If a line in the data holds the string "LambdaEvent", list it.

WORKING DATA –
::::
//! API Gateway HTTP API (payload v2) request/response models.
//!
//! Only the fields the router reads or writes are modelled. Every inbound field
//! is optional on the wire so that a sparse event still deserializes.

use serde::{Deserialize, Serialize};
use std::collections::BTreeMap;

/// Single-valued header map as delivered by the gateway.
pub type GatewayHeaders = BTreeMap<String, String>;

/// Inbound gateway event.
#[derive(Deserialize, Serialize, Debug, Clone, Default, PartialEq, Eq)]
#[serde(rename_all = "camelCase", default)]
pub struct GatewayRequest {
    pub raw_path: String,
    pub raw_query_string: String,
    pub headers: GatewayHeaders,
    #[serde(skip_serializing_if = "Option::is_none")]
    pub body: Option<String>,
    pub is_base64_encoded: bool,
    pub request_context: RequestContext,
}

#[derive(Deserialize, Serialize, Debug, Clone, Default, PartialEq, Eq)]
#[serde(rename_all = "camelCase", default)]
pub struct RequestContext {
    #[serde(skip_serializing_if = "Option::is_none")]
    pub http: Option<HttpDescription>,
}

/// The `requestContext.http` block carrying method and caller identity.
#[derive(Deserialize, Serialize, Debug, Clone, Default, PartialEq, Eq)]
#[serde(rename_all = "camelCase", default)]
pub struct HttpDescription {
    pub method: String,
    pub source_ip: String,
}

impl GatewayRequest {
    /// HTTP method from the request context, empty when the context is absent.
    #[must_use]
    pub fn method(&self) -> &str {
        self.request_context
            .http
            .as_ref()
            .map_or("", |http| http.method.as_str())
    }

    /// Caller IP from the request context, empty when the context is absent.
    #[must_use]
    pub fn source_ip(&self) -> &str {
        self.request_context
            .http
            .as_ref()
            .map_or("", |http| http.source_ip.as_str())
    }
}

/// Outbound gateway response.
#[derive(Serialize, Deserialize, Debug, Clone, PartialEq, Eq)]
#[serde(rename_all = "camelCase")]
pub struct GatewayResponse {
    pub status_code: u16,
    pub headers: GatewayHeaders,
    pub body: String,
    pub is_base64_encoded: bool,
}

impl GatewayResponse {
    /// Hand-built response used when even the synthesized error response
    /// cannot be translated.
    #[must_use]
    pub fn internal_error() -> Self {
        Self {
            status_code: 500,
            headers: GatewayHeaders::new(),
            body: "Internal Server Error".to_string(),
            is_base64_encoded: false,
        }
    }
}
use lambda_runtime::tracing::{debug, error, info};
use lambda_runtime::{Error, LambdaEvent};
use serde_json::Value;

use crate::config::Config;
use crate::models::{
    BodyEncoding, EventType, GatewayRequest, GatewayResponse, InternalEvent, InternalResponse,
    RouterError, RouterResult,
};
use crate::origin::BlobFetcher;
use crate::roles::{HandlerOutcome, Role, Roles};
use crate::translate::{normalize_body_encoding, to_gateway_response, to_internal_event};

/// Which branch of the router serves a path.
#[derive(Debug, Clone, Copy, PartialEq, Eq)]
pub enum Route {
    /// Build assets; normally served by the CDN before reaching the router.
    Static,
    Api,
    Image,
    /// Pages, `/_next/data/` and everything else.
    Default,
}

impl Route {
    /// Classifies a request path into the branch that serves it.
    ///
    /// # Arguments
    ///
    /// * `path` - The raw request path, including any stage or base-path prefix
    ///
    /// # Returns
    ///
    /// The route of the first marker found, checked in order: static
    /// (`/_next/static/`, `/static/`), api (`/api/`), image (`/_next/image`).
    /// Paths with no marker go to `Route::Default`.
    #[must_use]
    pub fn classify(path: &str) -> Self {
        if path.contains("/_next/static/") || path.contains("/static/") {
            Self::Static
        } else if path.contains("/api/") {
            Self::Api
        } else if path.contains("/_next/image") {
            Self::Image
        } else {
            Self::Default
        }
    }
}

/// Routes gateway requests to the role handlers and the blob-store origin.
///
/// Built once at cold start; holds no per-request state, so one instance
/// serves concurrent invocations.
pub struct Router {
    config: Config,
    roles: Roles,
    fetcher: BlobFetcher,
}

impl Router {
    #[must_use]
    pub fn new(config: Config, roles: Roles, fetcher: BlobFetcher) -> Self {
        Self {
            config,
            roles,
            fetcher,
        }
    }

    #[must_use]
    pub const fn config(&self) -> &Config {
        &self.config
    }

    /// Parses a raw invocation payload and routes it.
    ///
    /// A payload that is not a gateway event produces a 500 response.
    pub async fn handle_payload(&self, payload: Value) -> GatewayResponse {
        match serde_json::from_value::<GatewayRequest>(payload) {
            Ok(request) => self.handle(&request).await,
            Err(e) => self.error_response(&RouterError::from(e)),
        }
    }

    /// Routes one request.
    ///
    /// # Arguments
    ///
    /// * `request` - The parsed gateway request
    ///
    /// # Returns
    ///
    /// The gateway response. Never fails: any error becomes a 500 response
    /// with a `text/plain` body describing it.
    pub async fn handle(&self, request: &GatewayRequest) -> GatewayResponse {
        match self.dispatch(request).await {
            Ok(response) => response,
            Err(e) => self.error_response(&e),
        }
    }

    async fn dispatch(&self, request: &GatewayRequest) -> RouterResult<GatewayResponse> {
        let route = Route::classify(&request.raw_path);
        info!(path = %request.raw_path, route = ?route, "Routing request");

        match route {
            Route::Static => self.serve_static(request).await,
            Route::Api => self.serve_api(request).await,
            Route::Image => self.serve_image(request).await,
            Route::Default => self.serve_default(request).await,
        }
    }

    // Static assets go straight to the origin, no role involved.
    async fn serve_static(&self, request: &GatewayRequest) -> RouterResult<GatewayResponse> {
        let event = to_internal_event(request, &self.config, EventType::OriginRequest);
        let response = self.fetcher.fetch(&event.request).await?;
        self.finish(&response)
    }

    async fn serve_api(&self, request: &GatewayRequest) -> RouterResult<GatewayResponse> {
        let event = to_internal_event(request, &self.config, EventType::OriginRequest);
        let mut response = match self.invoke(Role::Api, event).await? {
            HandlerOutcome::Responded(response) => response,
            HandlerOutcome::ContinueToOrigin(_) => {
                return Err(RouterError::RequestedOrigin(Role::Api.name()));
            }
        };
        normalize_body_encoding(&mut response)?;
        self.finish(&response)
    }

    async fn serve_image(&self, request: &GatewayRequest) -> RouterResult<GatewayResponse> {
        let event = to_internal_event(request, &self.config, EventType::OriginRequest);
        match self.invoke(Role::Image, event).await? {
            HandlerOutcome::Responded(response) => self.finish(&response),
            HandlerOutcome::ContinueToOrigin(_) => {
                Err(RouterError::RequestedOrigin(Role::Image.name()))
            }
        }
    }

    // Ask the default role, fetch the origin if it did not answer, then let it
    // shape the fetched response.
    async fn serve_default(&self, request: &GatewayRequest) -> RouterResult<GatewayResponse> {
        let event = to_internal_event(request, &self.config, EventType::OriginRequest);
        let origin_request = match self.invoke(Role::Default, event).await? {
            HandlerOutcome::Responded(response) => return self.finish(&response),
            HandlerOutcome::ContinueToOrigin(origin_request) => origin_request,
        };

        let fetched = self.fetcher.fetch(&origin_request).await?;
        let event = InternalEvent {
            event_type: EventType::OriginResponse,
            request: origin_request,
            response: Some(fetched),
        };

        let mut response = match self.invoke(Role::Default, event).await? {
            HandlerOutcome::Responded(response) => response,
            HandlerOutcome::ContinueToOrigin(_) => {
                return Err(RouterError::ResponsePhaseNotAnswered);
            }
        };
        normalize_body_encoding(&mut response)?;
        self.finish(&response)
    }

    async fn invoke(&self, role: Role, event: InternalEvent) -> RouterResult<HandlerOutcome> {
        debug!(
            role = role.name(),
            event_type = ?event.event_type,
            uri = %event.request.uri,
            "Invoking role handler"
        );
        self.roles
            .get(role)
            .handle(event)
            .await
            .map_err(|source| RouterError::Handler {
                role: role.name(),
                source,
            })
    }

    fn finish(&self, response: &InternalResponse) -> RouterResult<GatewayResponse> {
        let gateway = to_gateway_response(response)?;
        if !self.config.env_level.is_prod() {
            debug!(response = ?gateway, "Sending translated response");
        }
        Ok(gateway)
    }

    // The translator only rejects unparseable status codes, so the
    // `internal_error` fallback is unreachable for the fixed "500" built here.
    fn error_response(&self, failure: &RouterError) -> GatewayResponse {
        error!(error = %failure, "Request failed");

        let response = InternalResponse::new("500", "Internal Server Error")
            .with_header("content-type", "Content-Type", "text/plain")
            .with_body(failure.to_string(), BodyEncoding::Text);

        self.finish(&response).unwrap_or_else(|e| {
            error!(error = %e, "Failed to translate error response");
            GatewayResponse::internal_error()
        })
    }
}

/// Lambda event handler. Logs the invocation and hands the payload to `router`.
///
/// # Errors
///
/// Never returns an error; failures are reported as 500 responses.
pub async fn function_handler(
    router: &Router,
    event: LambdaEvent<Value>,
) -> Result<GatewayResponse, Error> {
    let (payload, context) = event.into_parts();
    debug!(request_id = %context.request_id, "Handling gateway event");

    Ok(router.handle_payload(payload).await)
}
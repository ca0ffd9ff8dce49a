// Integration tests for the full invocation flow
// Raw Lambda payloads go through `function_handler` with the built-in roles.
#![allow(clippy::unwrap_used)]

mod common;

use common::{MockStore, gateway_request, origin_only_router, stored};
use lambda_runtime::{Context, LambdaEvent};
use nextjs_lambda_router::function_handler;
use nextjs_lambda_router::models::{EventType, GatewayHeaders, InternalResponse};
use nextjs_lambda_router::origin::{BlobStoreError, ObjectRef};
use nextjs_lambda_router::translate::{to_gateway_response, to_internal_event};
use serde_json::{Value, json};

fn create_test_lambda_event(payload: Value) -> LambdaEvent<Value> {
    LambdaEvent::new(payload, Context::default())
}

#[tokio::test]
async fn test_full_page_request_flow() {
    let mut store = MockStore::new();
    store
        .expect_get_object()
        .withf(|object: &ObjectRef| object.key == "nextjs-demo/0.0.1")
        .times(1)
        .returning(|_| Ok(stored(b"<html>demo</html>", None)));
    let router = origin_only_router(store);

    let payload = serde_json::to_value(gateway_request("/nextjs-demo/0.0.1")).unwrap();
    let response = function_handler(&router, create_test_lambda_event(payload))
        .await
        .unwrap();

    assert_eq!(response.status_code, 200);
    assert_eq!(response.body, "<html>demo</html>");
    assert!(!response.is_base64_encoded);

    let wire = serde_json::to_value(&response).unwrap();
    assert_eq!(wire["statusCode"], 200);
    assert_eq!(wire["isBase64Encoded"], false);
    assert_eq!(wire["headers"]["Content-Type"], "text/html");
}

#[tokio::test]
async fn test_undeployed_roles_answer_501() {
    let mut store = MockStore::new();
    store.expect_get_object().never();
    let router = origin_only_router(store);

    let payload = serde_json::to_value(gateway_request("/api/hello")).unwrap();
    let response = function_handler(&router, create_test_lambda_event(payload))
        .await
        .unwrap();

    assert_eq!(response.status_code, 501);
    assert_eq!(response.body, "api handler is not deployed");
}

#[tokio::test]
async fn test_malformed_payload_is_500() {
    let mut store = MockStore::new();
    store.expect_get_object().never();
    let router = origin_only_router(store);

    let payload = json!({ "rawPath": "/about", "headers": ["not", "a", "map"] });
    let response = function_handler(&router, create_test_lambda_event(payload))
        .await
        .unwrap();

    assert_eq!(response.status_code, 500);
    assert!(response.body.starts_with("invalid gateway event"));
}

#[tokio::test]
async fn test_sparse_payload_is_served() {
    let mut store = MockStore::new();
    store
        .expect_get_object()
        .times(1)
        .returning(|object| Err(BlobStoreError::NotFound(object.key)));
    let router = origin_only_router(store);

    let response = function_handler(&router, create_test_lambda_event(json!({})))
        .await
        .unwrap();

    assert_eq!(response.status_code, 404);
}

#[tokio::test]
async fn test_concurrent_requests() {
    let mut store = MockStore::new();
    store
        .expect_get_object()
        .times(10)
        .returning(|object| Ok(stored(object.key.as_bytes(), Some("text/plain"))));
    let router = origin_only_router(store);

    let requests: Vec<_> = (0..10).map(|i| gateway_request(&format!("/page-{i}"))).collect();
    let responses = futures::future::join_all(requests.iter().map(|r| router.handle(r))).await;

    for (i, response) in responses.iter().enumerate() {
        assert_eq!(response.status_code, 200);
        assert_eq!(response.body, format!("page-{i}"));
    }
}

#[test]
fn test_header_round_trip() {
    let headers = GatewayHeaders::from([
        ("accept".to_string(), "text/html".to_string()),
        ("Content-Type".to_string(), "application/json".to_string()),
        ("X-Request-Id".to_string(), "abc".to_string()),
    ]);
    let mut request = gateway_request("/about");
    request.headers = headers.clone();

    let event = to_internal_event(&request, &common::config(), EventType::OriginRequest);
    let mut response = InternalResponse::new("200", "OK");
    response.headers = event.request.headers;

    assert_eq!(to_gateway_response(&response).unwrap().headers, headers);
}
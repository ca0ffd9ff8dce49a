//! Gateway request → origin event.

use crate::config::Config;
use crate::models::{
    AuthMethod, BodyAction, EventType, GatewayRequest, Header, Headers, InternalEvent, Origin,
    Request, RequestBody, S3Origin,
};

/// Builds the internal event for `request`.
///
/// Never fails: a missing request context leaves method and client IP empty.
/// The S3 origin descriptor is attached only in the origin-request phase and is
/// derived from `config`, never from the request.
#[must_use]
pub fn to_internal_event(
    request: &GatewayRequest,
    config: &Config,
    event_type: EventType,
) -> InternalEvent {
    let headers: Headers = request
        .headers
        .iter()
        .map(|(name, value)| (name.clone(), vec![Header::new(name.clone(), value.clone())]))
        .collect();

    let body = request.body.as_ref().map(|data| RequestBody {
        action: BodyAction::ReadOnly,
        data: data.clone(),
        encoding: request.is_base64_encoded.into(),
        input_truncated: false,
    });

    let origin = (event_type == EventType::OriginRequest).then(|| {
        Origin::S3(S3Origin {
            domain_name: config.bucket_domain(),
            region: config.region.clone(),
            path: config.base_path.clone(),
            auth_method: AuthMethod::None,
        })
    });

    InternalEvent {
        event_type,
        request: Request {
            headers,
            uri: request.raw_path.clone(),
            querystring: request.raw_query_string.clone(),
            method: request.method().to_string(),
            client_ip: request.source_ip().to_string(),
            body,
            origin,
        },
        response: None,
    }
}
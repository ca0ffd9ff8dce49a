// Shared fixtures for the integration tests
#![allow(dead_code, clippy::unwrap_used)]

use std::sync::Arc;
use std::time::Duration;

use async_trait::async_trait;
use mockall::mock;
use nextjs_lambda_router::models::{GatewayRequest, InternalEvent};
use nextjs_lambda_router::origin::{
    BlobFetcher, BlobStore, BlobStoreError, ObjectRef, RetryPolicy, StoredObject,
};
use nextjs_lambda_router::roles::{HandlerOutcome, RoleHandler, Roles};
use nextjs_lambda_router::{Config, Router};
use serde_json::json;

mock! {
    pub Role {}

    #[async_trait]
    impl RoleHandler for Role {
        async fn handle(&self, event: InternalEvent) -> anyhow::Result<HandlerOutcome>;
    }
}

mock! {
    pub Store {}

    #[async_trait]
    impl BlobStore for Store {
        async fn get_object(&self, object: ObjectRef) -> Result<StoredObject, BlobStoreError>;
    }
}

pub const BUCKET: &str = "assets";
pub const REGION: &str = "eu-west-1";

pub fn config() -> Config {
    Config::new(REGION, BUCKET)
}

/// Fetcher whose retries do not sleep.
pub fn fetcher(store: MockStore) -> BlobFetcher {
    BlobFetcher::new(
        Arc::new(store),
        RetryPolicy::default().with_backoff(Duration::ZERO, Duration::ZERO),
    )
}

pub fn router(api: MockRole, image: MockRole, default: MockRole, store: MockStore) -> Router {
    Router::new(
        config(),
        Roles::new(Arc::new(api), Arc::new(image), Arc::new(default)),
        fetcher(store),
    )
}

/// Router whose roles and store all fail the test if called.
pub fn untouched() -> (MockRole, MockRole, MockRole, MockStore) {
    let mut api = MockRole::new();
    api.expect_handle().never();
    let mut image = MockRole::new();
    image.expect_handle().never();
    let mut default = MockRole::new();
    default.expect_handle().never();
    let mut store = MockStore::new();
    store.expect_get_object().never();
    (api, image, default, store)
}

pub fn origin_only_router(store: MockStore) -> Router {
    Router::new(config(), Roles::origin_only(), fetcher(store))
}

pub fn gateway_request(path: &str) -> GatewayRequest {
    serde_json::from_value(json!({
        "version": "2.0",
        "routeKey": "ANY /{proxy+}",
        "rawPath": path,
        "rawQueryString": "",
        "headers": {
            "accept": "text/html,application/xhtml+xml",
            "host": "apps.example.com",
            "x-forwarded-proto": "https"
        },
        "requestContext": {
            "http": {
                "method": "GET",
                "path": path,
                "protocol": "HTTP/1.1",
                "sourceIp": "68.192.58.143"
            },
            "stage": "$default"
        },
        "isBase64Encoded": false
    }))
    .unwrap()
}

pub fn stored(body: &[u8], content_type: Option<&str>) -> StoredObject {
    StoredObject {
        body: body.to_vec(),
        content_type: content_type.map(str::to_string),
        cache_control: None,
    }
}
::::
THE ANSWER –
use lambda_runtime::{Error, LambdaEvent};
    event: LambdaEvent<Value>,
use lambda_runtime::{Context, LambdaEvent};
fn create_test_lambda_event(payload: Value) -> LambdaEvent<Value> {
    LambdaEvent::new(payload, Context::default())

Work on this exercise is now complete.